[Start of section]

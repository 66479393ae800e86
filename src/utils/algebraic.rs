//! Square and path conversions for the wire notation.
//!
//! Columns are letters `a`..`h` left to right; rows are digits counted from
//! the bottom edge, so rank 1 is grid row 7 (Red's back rank) and rank 8 is
//! grid row 0. Paths join squares with `-`, e.g. `c3-e5-g7`.

use crate::checkers_errors::{MoveError, MoveResult};
use crate::game_state::checkers_types::{Square, BOARD_SIZE};

/// Convert algebraic notation (for example: "b6") to a square.
#[inline]
pub fn algebraic_to_square(square: &str) -> MoveResult<Square> {
    let bytes = square.as_bytes();
    if bytes.len() != 2 {
        return Err(MoveError::MalformedMove(format!(
            "invalid algebraic square: {square}"
        )));
    }

    let column = bytes[0].to_ascii_lowercase();
    let rank = bytes[1];

    if !(b'a'..=b'h').contains(&column) {
        return Err(MoveError::MalformedMove(format!(
            "invalid algebraic column: {}",
            column as char
        )));
    }
    if !(b'1'..=b'8').contains(&rank) {
        return Err(MoveError::MalformedMove(format!(
            "invalid algebraic row: {}",
            rank as char
        )));
    }

    let col = (column - b'a') as i8;
    let row = BOARD_SIZE - 1 - (rank - b'1') as i8;
    Ok(Square::new(row, col))
}

/// Convert a square to algebraic notation (for example: "b6").
#[inline]
pub fn square_to_algebraic(square: Square) -> MoveResult<String> {
    if !square.in_bounds() {
        return Err(MoveError::MalformedMove(format!(
            "square ({}, {}) is off the board",
            square.row, square.col
        )));
    }

    let column_char = char::from(b'a' + square.col as u8);
    let rank_char = char::from(b'1' + (BOARD_SIZE - 1 - square.row) as u8);
    Ok(format!("{column_char}{rank_char}"))
}

/// Parse a hyphenated path such as "c3-e5-g7". At least two squares.
pub fn algebraic_to_path(path: &str) -> MoveResult<Vec<Square>> {
    let squares = path
        .trim()
        .split('-')
        .map(|token| algebraic_to_square(token.trim()))
        .collect::<MoveResult<Vec<Square>>>()?;
    if squares.len() < 2 {
        return Err(MoveError::MalformedMove(format!(
            "a move needs at least two squares: {path}"
        )));
    }
    Ok(squares)
}

pub fn path_to_algebraic(path: &[Square]) -> MoveResult<String> {
    let names = path
        .iter()
        .map(|&square| square_to_algebraic(square))
        .collect::<MoveResult<Vec<String>>>()?;
    Ok(names.join("-"))
}

#[cfg(test)]
mod tests {
    use super::{algebraic_to_path, algebraic_to_square, path_to_algebraic, square_to_algebraic};
    use crate::checkers_errors::MoveError;
    use crate::game_state::checkers_types::Square;

    #[test]
    fn corners_map_to_expected_grid_squares() {
        assert_eq!(algebraic_to_square("a1").expect("a1 should parse"), Square::new(7, 0));
        assert_eq!(algebraic_to_square("h8").expect("h8 should parse"), Square::new(0, 7));
        assert_eq!(square_to_algebraic(Square::new(7, 0)).expect("should convert"), "a1");
        assert_eq!(square_to_algebraic(Square::new(0, 7)).expect("should convert"), "h8");
        assert_eq!(algebraic_to_square("B6").expect("uppercase column should parse"), Square::new(2, 1));
    }

    #[test]
    fn every_square_round_trips() {
        for square in Square::all() {
            let name = square_to_algebraic(square).expect("on-board squares should convert");
            assert_eq!(algebraic_to_square(&name).expect("names should parse"), square);
        }
    }

    #[test]
    fn out_of_range_input_is_malformed() {
        for bad in ["i1", "a0", "a9", "", "a", "a10", "-1"] {
            assert!(
                matches!(algebraic_to_square(bad), Err(MoveError::MalformedMove(_))),
                "{bad} should be rejected"
            );
        }
        assert!(square_to_algebraic(Square::new(8, 0)).is_err());
    }

    #[test]
    fn paths_use_hyphens() {
        let path = algebraic_to_path("a3-c5-e7").expect("path should parse");
        assert_eq!(path, vec![Square::new(5, 0), Square::new(3, 2), Square::new(1, 4)]);
        assert_eq!(path_to_algebraic(&path).expect("path should format"), "a3-c5-e7");
        assert!(algebraic_to_path("a3").is_err());
        assert!(algebraic_to_path("a3-").is_err());
    }
}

[End of section]

* **AIM OF THE EXERCISE**:
When you reply, retype each line exactly as it appears above.

* **RESULT OF THIS EXERCISE**:
repository 66479393ae800e86
filename src/utils/algebraic.rs
//! Square and path conversions for the wire notation.
//!
//! Columns are letters `a`..`h` left to right; rows are digits counted from
//! the bottom edge, so rank 1 is grid row 7 (Red's back rank) and rank 8 is
//! grid row 0. Paths join squares with `-`, e.g. `c3-e5-g7`.

use crate::checkers_errors::{MoveError, MoveResult};
use crate::game_state::checkers_types::{Square, BOARD_SIZE};

/// Convert algebraic notation (for example: "b6") to a square.
#[inline]
pub fn algebraic_to_square(square: &str) -> MoveResult<Square> {
    let bytes = square.as_bytes();
    if bytes.len() != 2 {
        return Err(MoveError::MalformedMove(format!(
            "invalid algebraic square: {square}"
        )));
    }

    let column = bytes[0].to_ascii_lowercase();
    let rank = bytes[1];

    if !(b'a'..=b'h').contains(&column) {
        return Err(MoveError::MalformedMove(format!(
            "invalid algebraic column: {}",
            column as char
        )));
    }
    if !(b'1'..=b'8').contains(&rank) {
        return Err(MoveError::MalformedMove(format!(
            "invalid algebraic row: {}",
            rank as char
        )));
    }

    let col = (column - b'a') as i8;
    let row = BOARD_SIZE - 1 - (rank - b'1') as i8;
    Ok(Square::new(row, col))
}

/// Convert a square to algebraic notation (for example: "b6").
#[inline]
pub fn square_to_algebraic(square: Square) -> MoveResult<String> {
    if !square.in_bounds() {
        return Err(MoveError::MalformedMove(format!(
            "square ({}, {}) is off the board",
            square.row, square.col
        )));
    }

    let column_char = char::from(b'a' + square.col as u8);
    let rank_char = char::from(b'1' + (BOARD_SIZE - 1 - square.row) as u8);
    Ok(format!("{column_char}{rank_char}"))
}

/// Parse a hyphenated path such as "c3-e5-g7". At least two squares.
pub fn algebraic_to_path(path: &str) -> MoveResult<Vec<Square>> {
    let squares = path
        .trim()
        .split('-')
        .map(|token| algebraic_to_square(token.trim()))
        .collect::<MoveResult<Vec<Square>>>()?;
    if squares.len() < 2 {
        return Err(MoveError::MalformedMove(format!(
            "a move needs at least two squares: {path}"
        )));
    }
    Ok(squares)
}

pub fn path_to_algebraic(path: &[Square]) -> MoveResult<String> {
    let names = path
        .iter()
        .map(|&square| square_to_algebraic(square))
        .collect::<MoveResult<Vec<String>>>()?;
    Ok(names.join("-"))
}

#[cfg(test)]
mod tests {
    use super::{algebraic_to_path, algebraic_to_square, path_to_algebraic, square_to_algebraic};
    use crate::checkers_errors::MoveError;
    use crate::game_state::checkers_types::Square;

    #[test]
    fn corners_map_to_expected_grid_squares() {
        assert_eq!(algebraic_to_square("a1").expect("a1 should parse"), Square::new(7, 0));
        assert_eq!(algebraic_to_square("h8").expect("h8 should parse"), Square::new(0, 7));
        assert_eq!(square_to_algebraic(Square::new(7, 0)).expect("should convert"), "a1");
        assert_eq!(square_to_algebraic(Square::new(0, 7)).expect("should convert"), "h8");
        assert_eq!(algebraic_to_square("B6").expect("uppercase column should parse"), Square::new(2, 1));
    }

    #[test]
    fn every_square_round_trips() {
        for square in Square::all() {
            let name = square_to_algebraic(square).expect("on-board squares should convert");
            assert_eq!(algebraic_to_square(&name).expect("names should parse"), square);
        }
    }

    #[test]
    fn out_of_range_input_is_malformed() {
        for bad in ["i1", "a0", "a9", "", "a", "a10", "-1"] {
            assert!(
                matches!(algebraic_to_square(bad), Err(MoveError::MalformedMove(_))),
                "{bad} should be rejected"
            );
        }
        assert!(square_to_algebraic(Square::new(8, 0)).is_err());
    }

    #[test]
    fn paths_use_hyphens() {
        let path = algebraic_to_path("a3-c5-e7").expect("path should parse");
        assert_eq!(path, vec![Square::new(5, 0), Square::new(3, 2), Square::new(1, 4)]);
        assert_eq!(path_to_algebraic(&path).expect("path should format"), "a3-c5-e7");
        assert!(algebraic_to_path("a3").is_err());
        assert!(algebraic_to_path("a3-").is_err());
    }
}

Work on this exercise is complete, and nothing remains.